Key messages I will take from this book (some of which reinforce reading from other sources):
  • Fascial webbing that pervades our bodies has been building, refolding and remodelling since the foetus was 2 weeks old - it remains constant (ever present) and changing (adapting) throughout all our life.
  • Everything is a compromise - the stability vs mobility balance is always being played out in our body.
  • Congestion and mechanical strain often affects the body in distant parts - because the fascial web is altered.
  • Fascia is contractile*.
  • Tensegrity** is key; "The body is designed to distribute strain globally, not focus it locally".
  • The fascial system is a repository for chronic issues because of its ability to accept change slowly and retain the changes it makes. Chronic tension because of inappropriate fascial shortness can lead to trigger points, fascial thickening and compensation patterns throughout the body.
  • Fascial tissue deforms because of injury, abuse, misuse or disuse - but because of its plasticity it can be reformed with manual therapy, stretching and awareness (such as changing postural habits).
* Until recently it was thought that only muscles contracted but it is now known that myofibroblasts exert a force on the fascia causing contractions. Not as quick to respond as muscles (perhaps 20mins), fascia does however retain the contraction for hours - leading to sustained mechanical tension and postural changes.

** A word on tensegrity - engineers build houses and structures to withstand forces applied to them, just as the body does - but, the body is able to maintain its structure when, for example, held upside down or when pressure it exerted on one area.  Through deforming one part of the body small amounts of deformation are felt throughout the body, and a tensegrity model can demonstration this.

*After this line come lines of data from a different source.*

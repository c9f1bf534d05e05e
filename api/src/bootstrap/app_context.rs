use std::sync::Arc;

use crate::application::ports::account_repository::AccountRepository;
use crate::application::ports::customer_repository::CustomerRepository;
use crate::application::ports::import_history_repository::ImportHistoryRepository;
use crate::application::ports::membership_repository::MembershipRepository;
use crate::application::ports::notification_repository::NotificationRepository;
use crate::application::ports::product_repository::ProductRepository;
use crate::application::ports::report_repository::ReportRepository;
use crate::application::ports::reward_repository::RewardRepository;
use crate::application::ports::transaction_repository::TransactionRepository;
use crate::bootstrap::config::Config;
use crate::domain::transactions::PointsPolicy;

#[derive(Clone)]
pub struct AppContext {
    pub cfg: Config,
    services: Arc<AppServices>,
}

#[derive(Clone)]
pub struct AppServices {
    account_repo: Arc<dyn AccountRepository>,
    customer_repo: Arc<dyn CustomerRepository>,
    product_repo: Arc<dyn ProductRepository>,
    membership_repo: Arc<dyn MembershipRepository>,
    reward_repo: Arc<dyn RewardRepository>,
    notification_repo: Arc<dyn NotificationRepository>,
    transaction_repo: Arc<dyn TransactionRepository>,
    report_repo: Arc<dyn ReportRepository>,
    import_history_repo: Arc<dyn ImportHistoryRepository>,
}

impl AppServices {
    #[allow(clippy::too_many_arguments)]
    pub fn new(
        account_repo: Arc<dyn AccountRepository>,
        customer_repo: Arc<dyn CustomerRepository>,
        product_repo: Arc<dyn ProductRepository>,
        membership_repo: Arc<dyn MembershipRepository>,
        reward_repo: Arc<dyn RewardRepository>,
        notification_repo: Arc<dyn NotificationRepository>,
        transaction_repo: Arc<dyn TransactionRepository>,
        report_repo: Arc<dyn ReportRepository>,
        import_history_repo: Arc<dyn ImportHistoryRepository>,
    ) -> Self {
        Self {
            account_repo,
            customer_repo,
            product_repo,
            membership_repo,
            reward_repo,
            notification_repo,
            transaction_repo,
            report_repo,
            import_history_repo,
        }
    }
}

impl AppContext {
    pub fn new(cfg: Config, services: AppServices) -> Self {
        Self {
            cfg,
            services: Arc::new(services),
        }
    }

    pub fn account_repo(&self) -> Arc<dyn AccountRepository> {
        self.services.account_repo.clone()
    }

    pub fn customer_repo(&self) -> Arc<dyn CustomerRepository> {
        self.services.customer_repo.clone()
    }

    pub fn product_repo(&self) -> Arc<dyn ProductRepository> {
        self.services.product_repo.clone()
    }

    pub fn membership_repo(&self) -> Arc<dyn MembershipRepository> {
        self.services.membership_repo.clone()
    }

    pub fn reward_repo(&self) -> Arc<dyn RewardRepository> {
        self.services.reward_repo.clone()
    }

    pub fn notification_repo(&self) -> Arc<dyn NotificationRepository> {
        self.services.notification_repo.clone()
    }

    pub fn transaction_repo(&self) -> Arc<dyn TransactionRepository> {
        self.services.transaction_repo.clone()
    }

    pub fn report_repo(&self) -> Arc<dyn ReportRepository> {
        self.services.report_repo.clone()
    }

    pub fn import_history_repo(&self) -> Arc<dyn ImportHistoryRepository> {
        self.services.import_history_repo.clone()
    }

    pub fn points_policy(&self) -> PointsPolicy {
        PointsPolicy::new(self.cfg.points_earning_rate)
    }
}
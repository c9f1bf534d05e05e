use async_trait::async_trait;
use sqlx::Row;
use sqlx::postgres::PgRow;

use crate::application::ports::transaction_repository::{
    LedgerEntry, LedgerOutcome, TransactionFilter, TransactionRepository,
};
use crate::domain::transactions::{ImportedTransaction, PAYMENT_SUCCESS, Transaction};
use crate::infrastructure::db::{PgPool, map_db_err};

pub struct SqlxTransactionRepository {
    pub pool: PgPool,
}

impl SqlxTransactionRepository {
    pub fn new(pool: PgPool) -> Self {
        Self { pool }
    }
}

fn transaction_from_row(r: &PgRow) -> Transaction {
    Transaction {
        id: r.get("id"),
        customer_id: r.get("customer_id"),
        product_id: r.get("product_id"),
        reward_id: r.get("reward_id"),
        product_name: r.get("product_name"),
        quantity: r.get("quantity"),
        total_price: r.get("total_price"),
        payment_method: r.get("payment_method"),
        payment_status: r.get("payment_status"),
        points_delta: r.get("points_delta"),
        occurred_at: r.get("occurred_at"),
    }
}

#[async_trait]
impl TransactionRepository for SqlxTransactionRepository {
    async fn apply(&self, entry: &LedgerEntry) -> anyhow::Result<LedgerOutcome> {
        let mut tx = self.pool.begin().await?;

        // Lock order is customer then reward for every writer.
        let Some(available) = sqlx::query_scalar::<_, i64>(
            "SELECT points FROM customers WHERE id = $1 FOR UPDATE",
        )
        .bind(entry.customer_id)
        .fetch_optional(&mut *tx)
        .await?
        else {
            return Ok(LedgerOutcome::CustomerNotFound);
        };

        if let Some(reward_id) = entry.reward_id {
            let Some(stock) = sqlx::query_scalar::<_, i64>(
                "SELECT stock FROM rewards WHERE id = $1 FOR UPDATE",
            )
            .bind(reward_id)
            .fetch_optional(&mut *tx)
            .await?
            else {
                return Ok(LedgerOutcome::RewardNotFound);
            };
            if stock < entry.quantity {
                return Ok(LedgerOutcome::OutOfStock { available: stock });
            }
        }

        let Some(new_balance) = available.checked_add(entry.points_delta) else {
            return Ok(LedgerOutcome::BalanceOverflow);
        };
        if new_balance < 0 {
            return Ok(LedgerOutcome::InsufficientPoints {
                required: -entry.points_delta,
                available,
            });
        }

        let row = sqlx::query(
            r#"INSERT INTO transactions (customer_id, product_id, reward_id, product_name, quantity,
                                         total_price, payment_method, payment_status, points_delta)
               VALUES ($1, $2, $3, $4, $5, $6, $7, $8, $9)
               RETURNING id, customer_id, product_id, reward_id, product_name, quantity,
                         total_price, payment_method, payment_status, points_delta, occurred_at"#,
        )
        .bind(entry.customer_id)
        .bind(entry.product_id)
        .bind(entry.reward_id)
        .bind(&entry.product_name)
        .bind(entry.quantity)
        .bind(entry.total_price)
        .bind(&entry.payment_method)
        .bind(PAYMENT_SUCCESS)
        .bind(entry.points_delta)
        .fetch_one(&mut *tx)
        .await
        .map_err(map_db_err)?;
        let transaction = transaction_from_row(&row);

        let tier: Option<String> = sqlx::query_scalar(
            r#"UPDATE customers
               SET points = $2,
                   tier = (SELECT m.tier FROM memberships m WHERE m.required_points <= $2
                            ORDER BY m.required_points DESC LIMIT 1)
               WHERE id = $1
               RETURNING tier"#,
        )
        .bind(entry.customer_id)
        .bind(new_balance)
        .fetch_one(&mut *tx)
        .await
        .map_err(map_db_err)?;

        if let Some(reward_id) = entry.reward_id {
            sqlx::query(
                "UPDATE rewards SET stock = stock - $2, claimed = claimed + $2 WHERE id = $1",
            )
            .bind(reward_id)
            .bind(entry.quantity)
            .execute(&mut *tx)
            .await
            .map_err(map_db_err)?;
        }

        tx.commit().await?;
        Ok(LedgerOutcome::Recorded {
            transaction,
            new_balance,
            tier,
        })
    }

    async fn list(&self, filter: &TransactionFilter) -> anyhow::Result<Vec<Transaction>> {
        let rows = sqlx::query(
            r#"SELECT id, customer_id, product_id, reward_id, product_name, quantity,
                      total_price, payment_method, payment_status, points_delta, occurred_at
               FROM transactions
               WHERE ($1::bigint IS NULL OR customer_id = $1)
                 AND ($2::date IS NULL OR (occurred_at AT TIME ZONE 'UTC')::date >= $2)
                 AND ($3::date IS NULL OR (occurred_at AT TIME ZONE 'UTC')::date <= $3)
               ORDER BY occurred_at DESC, id DESC
               LIMIT $4"#,
        )
        .bind(filter.customer_id)
        .bind(filter.start)
        .bind(filter.end)
        .bind(filter.limit)
        .fetch_all(&self.pool)
        .await?;
        Ok(rows.iter().map(transaction_from_row).collect())
    }

    async fn import(&self, rows: &[ImportedTransaction]) -> anyhow::Result<u64> {
        let mut tx = self.pool.begin().await?;
        let mut inserted = 0;
        for row in rows {
            let res = sqlx::query(
                r#"INSERT INTO transactions (product_name, quantity, total_price, payment_method,
                                             payment_status, occurred_at)
                   VALUES ($1, $2, $3, $4, $5, $6)"#,
            )
            .bind(&row.product_name)
            .bind(row.quantity)
            .bind(row.total_price)
            .bind(&row.payment_method)
            .bind(PAYMENT_SUCCESS)
            .bind(row.occurred_at)
            .execute(&mut *tx)
            .await
            .map_err(map_db_err)?;
            inserted += res.rows_affected();
        }
        tx.commit().await?;
        Ok(inserted)
    }
}
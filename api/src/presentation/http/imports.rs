//! Request body handling shared by every `/import` route.
//!
//! A body is accepted as a JSON array, as raw CSV text or as a multipart
//! form whose `file` field holds the spreadsheet. The byte limit applies to
//! the raw body and to the uploaded file alike.

use axum::{
    extract::{FromRequest, Multipart, Request},
    http::{StatusCode, header::CONTENT_TYPE},
};
use serde::Serialize;
use utoipa::ToSchema;

use crate::application::dto::imports::{ImportBody, ImportPayload, ImportReport, RejectedRow};
use crate::application::error::{AppError, AppResult};

const RAW_CSV_SOURCE: &str = "upload.csv";
const JSON_SOURCE: &str = "json";

#[derive(Debug, Serialize, ToSchema)]
pub struct RejectedRowItem {
    pub row: usize,
    pub reason: String,
}

impl From<RejectedRow> for RejectedRowItem {
    fn from(r: RejectedRow) -> Self {
        RejectedRowItem {
            row: r.row,
            reason: r.reason,
        }
    }
}

#[derive(Debug, Serialize, ToSchema)]
pub struct ImportReportResponse {
    pub imported: u64,
    pub skipped: u64,
    /// `Success`, `Partial` or `Failed`.
    pub status: String,
    pub rejected: Vec<RejectedRowItem>,
}

impl From<ImportReport> for ImportReportResponse {
    fn from(r: ImportReport) -> Self {
        ImportReportResponse {
            imported: r.imported,
            skipped: r.skipped,
            status: r.status().as_str().to_string(),
            rejected: r.rejected.into_iter().map(Into::into).collect(),
        }
    }
}

#[derive(ToSchema)]
#[allow(dead_code)]
pub struct ImportUploadMultipart {
    /// CSV export of the sheet
    #[schema(value_type = String, format = Binary)]
    file: String,
}

pub async fn read_import(req: Request, limit: usize) -> AppResult<ImportPayload> {
    let content_type = req
        .headers()
        .get(CONTENT_TYPE)
        .and_then(|v| v.to_str().ok())
        .unwrap_or("")
        .to_ascii_lowercase();

    if content_type.starts_with("multipart/form-data") {
        let mut multipart = Multipart::from_request(req, &())
            .await
            .map_err(|e| AppError::validation(e.body_text()))?;
        return read_multipart(&mut multipart, limit).await;
    }

    let bytes = axum::body::to_bytes(req.into_body(), limit)
        .await
        .map_err(|_| AppError::PayloadTooLarge { limit })?;
    if bytes.iter().all(u8::is_ascii_whitespace) {
        return Err(AppError::validation("import body is empty"));
    }

    if content_type.contains("json") {
        return parse_json(&bytes, JSON_SOURCE);
    }
    if content_type.is_empty()
        || content_type.starts_with("text/")
        || content_type.starts_with("application/csv")
    {
        return parse_csv(bytes.to_vec(), RAW_CSV_SOURCE);
    }
    Err(AppError::validation(format!(
        "unsupported content type '{}'",
        content_type
    )))
}

async fn read_multipart(multipart: &mut Multipart, limit: usize) -> AppResult<ImportPayload> {
    while let Some(field) = multipart
        .next_field()
        .await
        .map_err(|e| multipart_error(e, limit))?
    {
        if field.name() != Some("file") {
            continue;
        }
        let source = field
            .file_name()
            .map(str::trim)
            .filter(|s| !s.is_empty())
            .unwrap_or(RAW_CSV_SOURCE)
            .to_string();
        let data = field.bytes().await.map_err(|e| multipart_error(e, limit))?;
        if data.len() > limit {
            return Err(AppError::PayloadTooLarge { limit });
        }
        if data.iter().all(u8::is_ascii_whitespace) {
            return Err(AppError::validation("uploaded file is empty"));
        }
        if source.to_ascii_lowercase().ends_with(".json") {
            return parse_json(&data, &source);
        }
        return parse_csv(data.to_vec(), &source);
    }
    Err(AppError::validation("multipart upload needs a 'file' field"))
}

fn multipart_error(err: axum::extract::multipart::MultipartError, limit: usize) -> AppError {
    if err.status() == StatusCode::PAYLOAD_TOO_LARGE {
        AppError::PayloadTooLarge { limit }
    } else {
        AppError::validation(err.body_text())
    }
}

fn parse_json(bytes: &[u8], source: &str) -> AppResult<ImportPayload> {
    let value = serde_json::from_slice(bytes)
        .map_err(|e| AppError::validation(format!("invalid JSON: {}", e)))?;
    Ok(ImportPayload {
        source: source.to_string(),
        body: ImportBody::Json(value),
    })
}

fn parse_csv(bytes: Vec<u8>, source: &str) -> AppResult<ImportPayload> {
    let text =
        String::from_utf8(bytes).map_err(|_| AppError::validation("CSV must be UTF-8 text"))?;
    Ok(ImportPayload {
        source: source.to_string(),
        body: ImportBody::Csv(text),
    })
}
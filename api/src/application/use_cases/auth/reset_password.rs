use crate::application::error::{AppError, AppResult};
use crate::application::ports::account_repository::AccountRepository;
use crate::application::use_cases::auth::password::{check_password_policy, hash_password};
use crate::domain::accounts::{Account, Role};

/// Owner-only password reset for any back-office account.
pub struct ResetPassword<'a, R: AccountRepository + ?Sized> {
    pub repo: &'a R,
}

#[derive(Debug, Clone)]
pub struct ResetPasswordRequest {
    /// Email address (contains `@`) or username.
    pub identifier: String,
    pub new_password: String,
}

impl<'a, R: AccountRepository + ?Sized> ResetPassword<'a, R> {
    pub async fn execute(&self, actor: Role, req: &ResetPasswordRequest) -> AppResult<Account> {
        if actor != Role::Owner {
            return Err(AppError::Forbidden(
                "only owners can reset passwords".into(),
            ));
        }
        let identifier = req.identifier.trim();
        if identifier.is_empty() || req.new_password.is_empty() {
            return Err(AppError::validation(
                "email or username and the new password are required",
            ));
        }
        check_password_policy(&req.new_password).map_err(AppError::Validation)?;

        let target = self.locate(identifier).await?.ok_or_else(|| {
            AppError::not_found(if identifier.contains('@') {
                "email not found"
            } else {
                "user not found"
            })
        })?;

        let hash = hash_password(&req.new_password)?;
        if !self.repo.set_password(target.role, target.id, &hash).await? {
            return Err(AppError::not_found("user not found"));
        }
        tracing::info!(account_id = target.id, role = %target.role, "password_reset");
        Ok(Account {
            password_hash: None,
            ..target
        })
    }

    async fn locate(&self, identifier: &str) -> AppResult<Option<Account>> {
        if identifier.contains('@') {
            let email = identifier.to_lowercase();
            for role in [Role::Staff, Role::Owner] {
                if let Some(acc) = self.repo.find_by_email(role, &email).await? {
                    return Ok(Some(acc));
                }
            }
        } else {
            for role in [Role::Owner, Role::Staff] {
                if let Some(acc) = self.repo.find_by_username(role, identifier).await? {
                    return Ok(Some(acc));
                }
            }
        }
        Ok(None)
    }
}
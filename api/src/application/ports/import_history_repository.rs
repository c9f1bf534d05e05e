use async_trait::async_trait;

use crate::application::dto::imports::{ImportKind, ImportStatus};

#[derive(Debug, Clone)]
pub struct ImportHistoryRow {
    pub id: i64,
    pub kind: String,
    pub row_count: i64,
    pub status: String,
    pub source: String,
    pub created_at: chrono::DateTime<chrono::Utc>,
}

#[async_trait]
pub trait ImportHistoryRepository: Send + Sync {
    async fn record(
        &self,
        kind: ImportKind,
        row_count: u64,
        status: ImportStatus,
        source: &str,
    ) -> anyhow::Result<()>;
    async fn list_recent(&self, limit: i64) -> anyhow::Result<Vec<ImportHistoryRow>>;
}
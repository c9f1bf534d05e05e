use crate::application::error::{AppError, AppResult};
use crate::application::ports::account_repository::AccountRepository;
use crate::application::use_cases::auth::password::verify_password;
use crate::domain::accounts::{Account, Role};

pub struct Login<'a, R: AccountRepository + ?Sized> {
    pub repo: &'a R,
}

#[derive(Debug, Clone)]
pub struct LoginRequest {
    pub username: String,
    pub password: String,
}

impl<'a, R: AccountRepository + ?Sized> Login<'a, R> {
    /// Owners are matched before staff for the same username.
    pub async fn execute(&self, req: &LoginRequest) -> AppResult<Account> {
        let username = req.username.trim();
        if username.is_empty() || req.password.is_empty() {
            return Err(AppError::validation("username and password are required"));
        }
        let mut found = None;
        for role in [Role::Owner, Role::Staff] {
            if let Some(account) = self.repo.find_by_username(role, username).await? {
                found = Some(account);
                break;
            }
        }
        let Some(mut account) = found else {
            return Err(AppError::not_found("username not found"));
        };
        let hash = account.password_hash.take().unwrap_or_default();
        if !verify_password(&req.password, &hash) {
            tracing::info!(account_id = account.id, role = %account.role, "login_rejected");
            return Err(AppError::Unauthorized("wrong password".into()));
        }
        Ok(account)
    }
}

#[cfg(test)]
mod tests {
    use super::*;
    use crate::application::use_cases::test_support::MemoryStore;

    #[tokio::test]
    async fn owner_wins_over_staff_with_same_username() {
        let store = MemoryStore::default();
        store.seed_account(Role::Staff, "rudi", "staff-pass");
        store.seed_account(Role::Owner, "rudi", "owner-pass");
        let uc = Login { repo: &store };
        let account = uc
            .execute(&LoginRequest {
                username: "rudi".into(),
                password: "owner-pass".into(),
            })
            .await
            .unwrap();
        assert_eq!(account.role, Role::Owner);
        assert!(account.password_hash.is_none());

        let err = uc
            .execute(&LoginRequest {
                username: "rudi".into(),
                password: "staff-pass".into(),
            })
            .await
            .unwrap_err();
        assert!(matches!(err, AppError::Unauthorized(_)));
    }

    #[tokio::test]
    async fn unknown_username_is_not_found() {
        let store = MemoryStore::default();
        let uc = Login { repo: &store };
        let err = uc
            .execute(&LoginRequest {
                username: "ghost".into(),
                password: "whatever".into(),
            })
            .await
            .unwrap_err();
        assert!(matches!(err, AppError::NotFound(_)));
    }
}
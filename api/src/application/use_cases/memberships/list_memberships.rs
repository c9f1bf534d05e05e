use crate::application::error::AppResult;
use crate::application::ports::membership_repository::MembershipRepository;
use crate::domain::memberships::Membership;

pub struct ListMemberships<'a, R: MembershipRepository + ?Sized> {
    pub repo: &'a R,
}

impl<'a, R: MembershipRepository + ?Sized> ListMemberships<'a, R> {
    pub async fn execute(&self, search: Option<String>) -> AppResult<Vec<Membership>> {
        let search = search
            .map(|s| s.trim().to_string())
            .filter(|s| !s.is_empty());
        Ok(self.repo.list(search).await?)
    }
}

An amazing Christmas present was given to me this year which allows me to demonstrate this to our clients:

No tension applied
Tension applied by right hand
The two photos above aim to demonstrate what happens when there is tension applied to one area of the tensegrity model. The right hand is pulling on a cord at the top, and you can imagine this is a tight muscle, tendon or area of restricted fascia within the body. On a quick glance you will notice that the whole structure has become deformed, squashed and distorted a little if you like. On closer inspection you will see that there are changes visible throughout the model. As one example, take the yellow node held in the left hand - it forms a triangle with a blue node above and another out of sight node; see how that triangle has altered in size. So while the cord at the top of the model is being pulled it has affected this distant area, just as fascial restrictions in for example the calf can affect the hip, lower back or elsewhere. It is difficult to demonstrate a 3D model with a photograph, but I hope you can see the basic idea behind strain being applied globally, not just locally. It is this principle which we apply in our massage and remedial treatments.

I will be continuing to read this book over the coming months - there are six chapters on the different body areas (foot & lower leg; knee & thigh; hip; abdomen, thorax & breathing; spine; and shoulder & arm). There is good guidance on postural assessment and clear diagrams on various anatomical structures - so don't be surprised if I show you this book (or the tensegrity model) when you come for a treatment. It really is a good tool for all manual therapists who are keen to educate their clients and give them the best possible treatment and home care advice.